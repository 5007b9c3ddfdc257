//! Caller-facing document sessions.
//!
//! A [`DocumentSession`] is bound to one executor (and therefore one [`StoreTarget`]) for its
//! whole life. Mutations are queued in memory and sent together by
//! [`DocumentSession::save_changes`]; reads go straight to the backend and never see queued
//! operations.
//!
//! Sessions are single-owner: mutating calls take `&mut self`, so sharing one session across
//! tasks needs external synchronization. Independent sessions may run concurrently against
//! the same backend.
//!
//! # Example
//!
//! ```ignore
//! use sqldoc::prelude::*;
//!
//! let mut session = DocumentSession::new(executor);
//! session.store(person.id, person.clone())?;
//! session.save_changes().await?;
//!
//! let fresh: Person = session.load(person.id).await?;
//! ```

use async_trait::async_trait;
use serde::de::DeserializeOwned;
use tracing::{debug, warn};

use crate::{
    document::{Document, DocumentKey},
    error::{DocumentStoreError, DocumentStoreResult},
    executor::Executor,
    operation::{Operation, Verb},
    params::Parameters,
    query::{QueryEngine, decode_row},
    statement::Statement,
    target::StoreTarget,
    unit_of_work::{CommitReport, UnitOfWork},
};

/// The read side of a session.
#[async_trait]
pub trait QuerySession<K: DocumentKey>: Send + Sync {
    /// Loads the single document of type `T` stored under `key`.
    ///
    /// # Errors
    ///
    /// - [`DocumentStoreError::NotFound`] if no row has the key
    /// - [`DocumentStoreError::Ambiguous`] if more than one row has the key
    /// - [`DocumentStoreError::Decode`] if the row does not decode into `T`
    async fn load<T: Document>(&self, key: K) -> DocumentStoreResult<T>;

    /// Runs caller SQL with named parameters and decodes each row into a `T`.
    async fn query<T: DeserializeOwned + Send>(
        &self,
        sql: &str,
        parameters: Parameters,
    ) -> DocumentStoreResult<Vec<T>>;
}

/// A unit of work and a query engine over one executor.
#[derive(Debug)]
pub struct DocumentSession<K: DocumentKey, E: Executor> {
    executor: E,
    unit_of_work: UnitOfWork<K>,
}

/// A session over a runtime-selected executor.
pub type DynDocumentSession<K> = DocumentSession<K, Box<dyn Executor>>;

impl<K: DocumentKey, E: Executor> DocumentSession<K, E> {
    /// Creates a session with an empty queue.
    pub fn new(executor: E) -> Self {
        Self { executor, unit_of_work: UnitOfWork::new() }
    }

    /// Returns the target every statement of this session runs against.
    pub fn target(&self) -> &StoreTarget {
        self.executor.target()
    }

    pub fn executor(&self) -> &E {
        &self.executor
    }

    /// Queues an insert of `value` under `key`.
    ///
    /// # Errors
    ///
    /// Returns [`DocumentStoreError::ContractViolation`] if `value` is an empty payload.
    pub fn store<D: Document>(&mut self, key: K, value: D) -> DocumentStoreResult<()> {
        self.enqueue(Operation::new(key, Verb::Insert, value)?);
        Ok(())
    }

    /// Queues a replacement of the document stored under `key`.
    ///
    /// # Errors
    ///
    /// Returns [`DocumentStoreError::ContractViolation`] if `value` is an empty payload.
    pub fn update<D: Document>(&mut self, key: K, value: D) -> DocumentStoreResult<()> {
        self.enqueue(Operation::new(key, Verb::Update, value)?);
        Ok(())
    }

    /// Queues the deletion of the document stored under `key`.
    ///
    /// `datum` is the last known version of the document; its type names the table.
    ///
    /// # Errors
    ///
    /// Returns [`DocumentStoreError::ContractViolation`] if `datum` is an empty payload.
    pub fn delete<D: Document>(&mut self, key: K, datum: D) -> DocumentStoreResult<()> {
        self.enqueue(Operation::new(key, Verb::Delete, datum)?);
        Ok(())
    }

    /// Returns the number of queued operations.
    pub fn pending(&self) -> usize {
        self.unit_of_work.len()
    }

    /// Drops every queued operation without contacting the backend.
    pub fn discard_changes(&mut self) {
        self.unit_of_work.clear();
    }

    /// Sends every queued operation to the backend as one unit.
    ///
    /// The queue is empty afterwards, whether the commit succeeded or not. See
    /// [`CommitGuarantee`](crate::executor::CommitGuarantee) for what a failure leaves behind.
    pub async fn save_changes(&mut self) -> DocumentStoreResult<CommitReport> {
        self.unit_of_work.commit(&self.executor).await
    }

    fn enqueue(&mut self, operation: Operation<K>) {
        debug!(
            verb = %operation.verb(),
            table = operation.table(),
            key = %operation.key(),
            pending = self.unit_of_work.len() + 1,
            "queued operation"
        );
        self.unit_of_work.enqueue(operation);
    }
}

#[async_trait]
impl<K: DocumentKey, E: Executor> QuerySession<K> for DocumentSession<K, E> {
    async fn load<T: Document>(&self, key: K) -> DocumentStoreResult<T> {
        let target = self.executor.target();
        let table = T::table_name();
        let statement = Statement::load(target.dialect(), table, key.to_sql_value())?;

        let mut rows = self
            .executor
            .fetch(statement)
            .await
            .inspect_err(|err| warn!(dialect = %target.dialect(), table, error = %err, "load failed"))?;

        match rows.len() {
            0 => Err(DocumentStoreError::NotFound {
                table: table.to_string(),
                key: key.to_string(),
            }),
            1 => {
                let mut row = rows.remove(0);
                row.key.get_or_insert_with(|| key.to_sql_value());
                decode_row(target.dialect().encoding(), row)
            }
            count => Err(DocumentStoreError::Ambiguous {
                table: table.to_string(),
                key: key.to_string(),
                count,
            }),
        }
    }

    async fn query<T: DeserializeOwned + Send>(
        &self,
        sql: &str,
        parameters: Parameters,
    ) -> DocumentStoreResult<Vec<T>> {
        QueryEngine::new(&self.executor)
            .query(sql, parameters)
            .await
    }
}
================================
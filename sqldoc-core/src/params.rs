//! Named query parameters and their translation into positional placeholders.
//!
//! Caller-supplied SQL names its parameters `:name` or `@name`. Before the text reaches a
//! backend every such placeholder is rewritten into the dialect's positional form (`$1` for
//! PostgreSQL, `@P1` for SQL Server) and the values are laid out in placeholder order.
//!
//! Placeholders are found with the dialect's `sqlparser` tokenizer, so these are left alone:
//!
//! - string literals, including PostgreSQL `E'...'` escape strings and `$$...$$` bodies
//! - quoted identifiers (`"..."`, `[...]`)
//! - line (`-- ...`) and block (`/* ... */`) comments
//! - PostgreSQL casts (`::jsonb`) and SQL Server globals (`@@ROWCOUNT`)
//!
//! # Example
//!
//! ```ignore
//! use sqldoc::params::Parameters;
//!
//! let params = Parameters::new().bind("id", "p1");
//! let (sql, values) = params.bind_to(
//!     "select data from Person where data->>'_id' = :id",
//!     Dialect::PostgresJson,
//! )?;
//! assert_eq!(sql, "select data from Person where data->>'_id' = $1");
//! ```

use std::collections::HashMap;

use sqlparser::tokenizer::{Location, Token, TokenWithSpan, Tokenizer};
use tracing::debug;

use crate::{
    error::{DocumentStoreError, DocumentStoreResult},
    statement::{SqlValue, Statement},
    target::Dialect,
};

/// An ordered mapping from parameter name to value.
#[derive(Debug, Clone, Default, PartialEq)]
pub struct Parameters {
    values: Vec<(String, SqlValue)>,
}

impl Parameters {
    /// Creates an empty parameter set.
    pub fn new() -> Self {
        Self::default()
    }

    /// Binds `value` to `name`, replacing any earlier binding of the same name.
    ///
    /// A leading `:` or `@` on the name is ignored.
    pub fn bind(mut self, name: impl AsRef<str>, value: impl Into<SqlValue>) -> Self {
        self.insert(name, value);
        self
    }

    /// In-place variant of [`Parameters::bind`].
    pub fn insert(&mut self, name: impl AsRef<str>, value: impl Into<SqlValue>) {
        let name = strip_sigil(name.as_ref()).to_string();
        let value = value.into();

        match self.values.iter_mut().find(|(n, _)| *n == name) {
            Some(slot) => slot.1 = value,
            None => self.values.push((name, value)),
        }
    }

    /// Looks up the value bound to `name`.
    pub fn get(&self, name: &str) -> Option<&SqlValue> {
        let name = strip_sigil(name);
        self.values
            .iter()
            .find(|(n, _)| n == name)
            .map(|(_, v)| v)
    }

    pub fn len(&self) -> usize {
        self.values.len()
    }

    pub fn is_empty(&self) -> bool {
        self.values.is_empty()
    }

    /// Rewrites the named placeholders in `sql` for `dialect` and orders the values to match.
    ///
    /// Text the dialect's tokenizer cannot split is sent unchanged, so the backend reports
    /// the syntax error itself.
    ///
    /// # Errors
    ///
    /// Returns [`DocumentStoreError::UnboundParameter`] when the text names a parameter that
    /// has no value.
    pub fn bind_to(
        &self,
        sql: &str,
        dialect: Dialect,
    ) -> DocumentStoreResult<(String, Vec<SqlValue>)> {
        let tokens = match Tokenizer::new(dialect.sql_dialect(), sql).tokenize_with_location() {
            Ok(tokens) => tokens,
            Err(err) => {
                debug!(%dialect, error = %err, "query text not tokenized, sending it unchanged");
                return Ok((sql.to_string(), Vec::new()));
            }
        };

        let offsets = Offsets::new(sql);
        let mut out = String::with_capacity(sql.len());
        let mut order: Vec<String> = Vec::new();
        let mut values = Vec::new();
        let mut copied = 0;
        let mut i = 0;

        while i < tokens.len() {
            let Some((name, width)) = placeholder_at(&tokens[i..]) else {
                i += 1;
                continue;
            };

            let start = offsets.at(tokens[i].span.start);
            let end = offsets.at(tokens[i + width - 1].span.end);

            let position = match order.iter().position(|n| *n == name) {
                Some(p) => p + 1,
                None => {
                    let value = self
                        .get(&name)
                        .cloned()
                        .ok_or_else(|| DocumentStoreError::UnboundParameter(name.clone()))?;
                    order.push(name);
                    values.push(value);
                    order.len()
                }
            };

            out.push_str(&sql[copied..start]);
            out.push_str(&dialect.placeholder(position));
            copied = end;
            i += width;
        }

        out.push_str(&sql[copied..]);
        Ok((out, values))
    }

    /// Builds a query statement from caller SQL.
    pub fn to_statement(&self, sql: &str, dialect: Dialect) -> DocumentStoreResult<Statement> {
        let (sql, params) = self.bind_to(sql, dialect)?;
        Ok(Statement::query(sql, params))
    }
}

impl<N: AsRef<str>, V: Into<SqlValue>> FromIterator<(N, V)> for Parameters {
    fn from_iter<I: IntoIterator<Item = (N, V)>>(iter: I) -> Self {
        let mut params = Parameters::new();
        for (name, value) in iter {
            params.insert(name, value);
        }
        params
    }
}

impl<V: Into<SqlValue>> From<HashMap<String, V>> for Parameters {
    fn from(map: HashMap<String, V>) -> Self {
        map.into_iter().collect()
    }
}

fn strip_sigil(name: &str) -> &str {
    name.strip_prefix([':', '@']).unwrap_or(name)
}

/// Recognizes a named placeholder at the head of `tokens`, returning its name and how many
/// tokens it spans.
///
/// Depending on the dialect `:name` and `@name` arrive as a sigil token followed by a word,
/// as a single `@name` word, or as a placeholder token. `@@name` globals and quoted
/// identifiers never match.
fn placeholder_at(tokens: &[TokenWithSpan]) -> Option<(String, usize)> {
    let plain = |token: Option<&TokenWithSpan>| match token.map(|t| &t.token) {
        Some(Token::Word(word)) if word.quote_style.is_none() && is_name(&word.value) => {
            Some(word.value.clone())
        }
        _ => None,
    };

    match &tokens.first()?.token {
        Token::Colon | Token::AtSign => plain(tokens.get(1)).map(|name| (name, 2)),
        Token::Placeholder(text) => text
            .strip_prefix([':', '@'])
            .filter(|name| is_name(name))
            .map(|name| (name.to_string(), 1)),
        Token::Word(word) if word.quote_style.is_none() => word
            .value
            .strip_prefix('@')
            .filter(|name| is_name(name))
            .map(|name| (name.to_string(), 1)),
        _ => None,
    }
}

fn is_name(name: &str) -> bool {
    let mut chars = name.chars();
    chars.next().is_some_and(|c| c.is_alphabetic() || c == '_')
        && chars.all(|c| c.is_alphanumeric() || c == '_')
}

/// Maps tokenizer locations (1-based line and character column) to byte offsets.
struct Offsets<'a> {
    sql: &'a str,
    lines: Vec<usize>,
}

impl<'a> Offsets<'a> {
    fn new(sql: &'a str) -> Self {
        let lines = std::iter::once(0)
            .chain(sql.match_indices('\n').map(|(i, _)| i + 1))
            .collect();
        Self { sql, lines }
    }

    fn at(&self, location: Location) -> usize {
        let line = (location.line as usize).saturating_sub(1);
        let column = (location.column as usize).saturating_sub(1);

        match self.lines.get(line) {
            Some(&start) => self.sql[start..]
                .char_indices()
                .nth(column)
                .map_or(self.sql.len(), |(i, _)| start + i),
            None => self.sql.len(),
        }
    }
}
================================
### TASK GOAL
Using the entries above, give again exactly the lines from the line holding "let tokens = match" through the line holding "fn strip_sigil(name: &str)". Include both end lines and nothing else.

### OUTPUT OF THE TASK
        let tokens = match Tokenizer::new(dialect.sql_dialect(), sql).tokenize_with_location() {
            Ok(tokens) => tokens,
            Err(err) => {
                debug!(%dialect, error = %err, "query text not tokenized, sending it unchanged");
                return Ok((sql.to_string(), Vec::new()));
            }
        };

        let offsets = Offsets::new(sql);
        let mut out = String::with_capacity(sql.len());
        let mut order: Vec<String> = Vec::new();
        let mut values = Vec::new();
        let mut copied = 0;
        let mut i = 0;

        while i < tokens.len() {
            let Some((name, width)) = placeholder_at(&tokens[i..]) else {
                i += 1;
                continue;
            };

            let start = offsets.at(tokens[i].span.start);
            let end = offsets.at(tokens[i + width - 1].span.end);

            let position = match order.iter().position(|n| *n == name) {
                Some(p) => p + 1,
                None => {
                    let value = self
                        .get(&name)
                        .cloned()
                        .ok_or_else(|| DocumentStoreError::UnboundParameter(name.clone()))?;
                    order.push(name);
                    values.push(value);
                    order.len()
                }
            };

            out.push_str(&sql[copied..start]);
            out.push_str(&dialect.placeholder(position));
            copied = end;
            i += width;
        }

        out.push_str(&sql[copied..]);
        Ok((out, values))
    }

    /// Builds a query statement from caller SQL.
    pub fn to_statement(&self, sql: &str, dialect: Dialect) -> DocumentStoreResult<Statement> {
        let (sql, params) = self.bind_to(sql, dialect)?;
        Ok(Statement::query(sql, params))
    }
}

impl<N: AsRef<str>, V: Into<SqlValue>> FromIterator<(N, V)> for Parameters {
    fn from_iter<I: IntoIterator<Item = (N, V)>>(iter: I) -> Self {
        let mut params = Parameters::new();
        for (name, value) in iter {
            params.insert(name, value);
        }
        params
    }
}

impl<V: Into<SqlValue>> From<HashMap<String, V>> for Parameters {
    fn from(map: HashMap<String, V>) -> Self {
        map.into_iter().collect()
    }
}

fn strip_sigil(name: &str) -> &str {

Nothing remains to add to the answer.